Start of SOURCE MATERIAL
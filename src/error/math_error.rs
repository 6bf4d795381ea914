use thiserror::Error;

use crate::error::ParseError;

/// Result type used by the evaluator and everything that evaluates formulas.
pub type MathResult<T> = Result<T, MathError>;

/// Student-facing evaluation errors.
///
/// The `Display` output of every variant is intended to be shown verbatim to
/// whoever typed the formula.
#[derive(Debug, Clone, PartialEq, Eq, Error)]
pub enum MathError {
    /// The formula could not be parsed.
    #[error(transparent)]
    Parse(#[from] ParseError),
    /// A variable name is not available in the evaluation scope.
    #[error("{message}")]
    UndefinedVariable {
        /// The offending name.
        name:    String,
        /// Full message, including any suggestions.
        message: String,
    },
    /// A function name is not available in the evaluation scope.
    #[error("{message}")]
    UndefinedFunction {
        /// The offending name.
        name:    String,
        /// Full message, including any suggestions.
        message: String,
    },
    /// A numeric suffix is not available in the evaluation scope.
    #[error("Invalid Input: {name} not permitted directly after a number")]
    UndefinedSuffix {
        /// The offending suffix.
        name: String,
    },
    /// A function received the wrong number of arguments.
    #[error("Wrong number of arguments passed to {name}(...): Expected {expected} inputs, but received {received}.")]
    ArgumentCount {
        /// Function name.
        name:     String,
        /// Declared arity.
        expected: usize,
        /// Number of arguments supplied.
        received: usize,
    },
    /// A function or operator was applied outside of its domain.
    #[error("{message}")]
    Domain {
        /// Human readable description.
        message: String,
    },
    /// Array operands have incompatible shapes.
    #[error("{message}")]
    Shape {
        /// Human readable description, naming both shapes.
        message: String,
    },
    /// A value overflowed to infinity.
    #[error("Numerical overflow occurred. Does your expression generate very large numbers?")]
    Overflow,
    /// A division by zero, or zero raised to a negative power.
    #[error("Division by zero occurred. Check your input's denominators.")]
    ZeroDivision,
    /// The input violates a policy, such as a forbidden function.
    #[error("{message}")]
    InvalidInput {
        /// Human readable description.
        message: String,
    },
    /// Numerical integration failed or produced an unreliable result.
    #[error("{message}")]
    Integration {
        /// Human readable description.
        message: String,
    },
    /// A summation was set up incorrectly.
    #[error("{message}")]
    Summation {
        /// Human readable description.
        message: String,
    },
}

impl MathError {
    /// Builds a [`MathError::Domain`].
    pub fn domain(message: impl Into<String>) -> Self {
        Self::Domain { message: message.into() }
    }

    /// Builds a [`MathError::Shape`].
    pub fn shape(message: impl Into<String>) -> Self {
        Self::Shape { message: message.into() }
    }

    /// Builds a [`MathError::InvalidInput`].
    pub fn invalid_input(message: impl Into<String>) -> Self {
        Self::InvalidInput { message: message.into() }
    }

    /// Builds a [`MathError::Integration`].
    pub fn integration(message: impl Into<String>) -> Self {
        Self::Integration { message: message.into() }
    }

    /// Builds a [`MathError::Summation`].
    pub fn summation(message: impl Into<String>) -> Self {
        Self::Summation { message: message.into() }
    }

    /// Reframes an error raised inside a function body so that it names the
    /// function.
    ///
    /// Arithmetic failures become domain errors mentioning `name`; errors that
    /// already describe the problem precisely pass through unchanged.
    #[must_use]
    pub fn within_function(self, name: &str) -> Self {
        match self {
            Self::ZeroDivision => Self::domain(format!(
                "There was an error evaluating function {name}(...). Its input does not seem to be in its domain."
            )),
            Self::Overflow => Self::domain(format!(
                "There was an error evaluating function {name}(...). (Numerical overflow)."
            )),
            other => other,
        }
    }
}
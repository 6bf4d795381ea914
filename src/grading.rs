/// The outcome of a comparison: [`result::Verdict`] and
/// [`result::ComparisonResult`].
pub mod result;

/// Absolute and relative tolerances.
pub mod tolerance;

/// Comparers deciding whether an input matches an answer, one sample at a
/// time or across all samples.
pub mod comparer;

/// The [`config::CheckConfig`] describing one problem.
pub mod config;

/// Forbidden strings, required functions and permitted functions.
pub mod policy;

/// The sampling protocol tying configuration, sampling, evaluation and
/// comparison together.
pub mod protocol;
use std::collections::BTreeSet;

use crate::{
    error::{MathError, MathResult},
    grading::config::CheckConfig,
    interpreter::evaluator::function::core::BUILTIN_FUNCTIONS,
    util::text::{pluralize, strip_whitespace},
};

/// Integrity rules applied to an input that compared as correct.
///
/// These hold regardless of numeric agreement: an input may be numerically
/// right and still be rejected for using a function it was not meant to.
#[derive(Debug, Clone, PartialEq, Eq)]
pub struct InputPolicy {
    permitted:         BTreeSet<String>,
    required:          Vec<String>,
    forbidden_strings: Vec<String>,
    forbidden_message: String,
}

impl InputPolicy {
    /// Derives the rules from a check configuration.
    ///
    /// Permitted functions are the whitelist, or the default library minus
    /// the blacklist, plus every user function.
    #[must_use]
    pub fn from_config(config: &CheckConfig) -> Self {
        let mut permitted = match &config.whitelist {
            Some(whitelist) => whitelist.iter().cloned().collect::<BTreeSet<_>>(),
            None => BUILTIN_FUNCTIONS.iter()
                                     .filter(|name| !config.blacklist.iter().any(|b| b == *name))
                                     .map(|name| (*name).to_string())
                                     .collect(),
        };
        permitted.extend(config.user_functions.keys().cloned());

        Self { permitted,
               required: config.required_functions.clone(),
               forbidden_strings: config.forbidden_strings
                                        .iter()
                                        .map(|s| strip_whitespace(s))
                                        .filter(|s| !s.is_empty())
                                        .collect(),
               forbidden_message: config.forbidden_message.clone() }
    }

    /// Names of the functions an input may use.
    #[must_use]
    pub const fn permitted(&self) -> &BTreeSet<String> {
        &self.permitted
    }

    /// Applies the rules to the raw input and the functions it used.
    ///
    /// Forbidden strings are checked first, then required functions, then
    /// permitted functions.
    ///
    /// # Errors
    /// [`MathError::InvalidInput`] describing the violation.
    ///
    /// # Example
    /// ```
    /// use std::collections::BTreeSet;
    ///
    /// use mathgrader::grading::{config::CheckConfig, policy::InputPolicy};
    ///
    /// let mut config = CheckConfig::new("sin(2*x)");
    /// config.blacklist = vec!["sin".to_string()];
    /// let policy = InputPolicy::from_config(&config);
    ///
    /// let used = BTreeSet::from(["sin".to_string()]);
    /// let error = policy.check("sin(2*x)", &used).unwrap_err();
    /// assert_eq!(error.to_string(), "Invalid Input: function 'sin' not permitted in answer");
    /// ```
    pub fn check(&self, input: &str, functions_used: &BTreeSet<String>) -> MathResult<()> {
        let stripped = strip_whitespace(input);
        if self.forbidden_strings.iter().any(|s| stripped.contains(s.as_str())) {
            return Err(MathError::invalid_input(self.forbidden_message.clone()));
        }

        if let Some(name) = self.required.iter().find(|name| !functions_used.contains(*name)) {
            return Err(MathError::invalid_input(format!("Invalid Input: Answer must contain \
                                                         the function {name}")));
        }

        let forbidden = functions_used.iter()
                                      .filter(|name| !self.permitted.contains(*name))
                                      .map(|name| format!("'{name}'"))
                                      .collect::<Vec<_>>();
        if !forbidden.is_empty() {
            return Err(MathError::invalid_input(format!("Invalid Input: {} {} not permitted \
                                                         in answer",
                                                        pluralize(forbidden.len(),
                                                                  "function",
                                                                  "functions"),
                                                        forbidden.join(", "))));
        }

        Ok(())
    }
}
End of SOURCE MATERIAL
## HOW TO COMPLETE THIS TASK
Retype every line up to and including the one that contains "pub type MathResult<T>", beginning at the first line of the records, with no edits.

## RESULT OF THIS EXERCISE
filename src/error/math_error.rs
repository 6bf4d795381ea914
use thiserror::Error;

use crate::error::ParseError;

/// Result type used by the evaluator and everything that evaluates formulas.
pub type MathResult<T> = Result<T, MathError>;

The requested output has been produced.